■ AUSTRALIA
Gnomes stuffed with snakes
Customs officials have discovered more than a dozen snakes and lizards stuffed inside garden gnomes and similar pottery figures during a recent international mail check, they said yesterday. Two snakes and three lizards were found wriggling inside the ceramic statues during a routine postal inspection in Sydney on June 10. The next day, officials at the same facility found another package filled with five snakes and five lizards stuffed inside pottery. Both packages had been sent from Britain. It is illegal to bring live reptiles into the country without a license. The reptiles were euthanized because of quarantine laws.
■ CHINA
Beijing cases of HFM rising
Beijing has reported 1,092 cases of children infected with hand, foot and mouth (HFM) disease since the beginning of the year, a sharp increase over previous months, Xinhua news agency reported yesterday. Most of the infections involved children under the age of five, the Beijing Municipal Health Bureau said. Xinhua said there were no reports of critical cases of the disease. It said Beijing reported only 186 cases during the January-May period last year.
■ JAPAN
Bathhouse blast kills two
Two women were killed and at least three other people injured in an explosion in a women-only bathhouse in a Tokyo residential area yesterday afternoon, police officials said. About 150 rescuers used search dogs to scan the debris for other possible victims, fire official Junko Asasaka said. One person was rescued later in the day, but their condition was unknown. Police said the blast was believed to have been caused by the explosion of a boiler at the bathhouse.
■ PHILIPPINES
Police find baby, not bomb
Manila police, jittery over recent bus bombings, were called in to check a bag that was left on a bus on Monday night -- only to find a crying month-old baby boy stuffed inside, Radio DZBB reported yesterday. The bag was stashed under a seat and was opened barely enough for the baby to breathe. Police handed the baby over to social welfare authorities.
■ ITALY
Prisoner can't procreate
Authorities in Rome have denied a request by a Mafia boss to allow him to artificially inseminate his wife on the grounds he would not be able to care for his offspring because he is serving a life sentence, prison officials said on Monday.
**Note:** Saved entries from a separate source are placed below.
//! Bevy test app builders with various plugin combinations.

use bevy::prelude::*;

use tethers_constraint::PointConstraintPlugin;
use tethers_core::TethersCorePlugin;

use crate::mocks::RecordingBackend;

/// Create a minimal test app with only the core plugin.
///
/// Provides `TethersSet` ordering but no backend or constraint systems.
pub fn minimal_test_app() -> App {
    let mut app = App::new();
    app.add_plugins(TethersCorePlugin);
    app.finish();
    app.cleanup();
    app
}

/// Create a test app wired with a [`RecordingBackend`] and the constraint
/// lifecycle systems.
///
/// Script bodies on the backend resource, spawn `PointConstraint`
/// components, and drive the app with `SimulationTransition` events.
pub fn constraint_test_app() -> App {
    let mut app = App::new();
    app.insert_resource(RecordingBackend::new());
    app.add_plugins(PointConstraintPlugin::<RecordingBackend>::default());
    app.finish();
    app.cleanup();
    app
}

// ---------------------------------------------------------------------------
// Tests
// ---------------------------------------------------------------------------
Salvino Madonia received the prison term for the 1991 murder of a Palermo businessman, Libero Grassi, who had defied Cosa Nostra by refusing to pay "protection" money. Penitentiary officials ruled recently that because Madonia was in prison for life he would not be able to "offer guarantees of caring for the child," which is a requirement of a 2004 Italian law which tightened criteria for artificial procreation.
■ GREECE
Sunken cruise ship fined
Authorities on Monday fined the owners, operator and captain of a sunken cruise ship a total of 1.17 million euros (US$1.57 million) for polluting the Aegean Sea. The Sea Diamond cruise ship has leaked an estimated 300 tonnes of fuel into the sea since sinking off a holiday island two months ago. Nearly 1,600 people were safely evacuated after the Cypriot-owned ship hit rocks off Santorini in the Aegean Sea on April 5, but two French tourists are still missing and presumed drowned. The ship's owners, Louis Group, operators Louis Cruise Lines and Greek captain Yiannis Marinos were fined for polluting the sea and the coast near the shipwreck and failing to submit a final action plan to pump the remaining fuel from the hulk, the Merchant Marine Ministry said.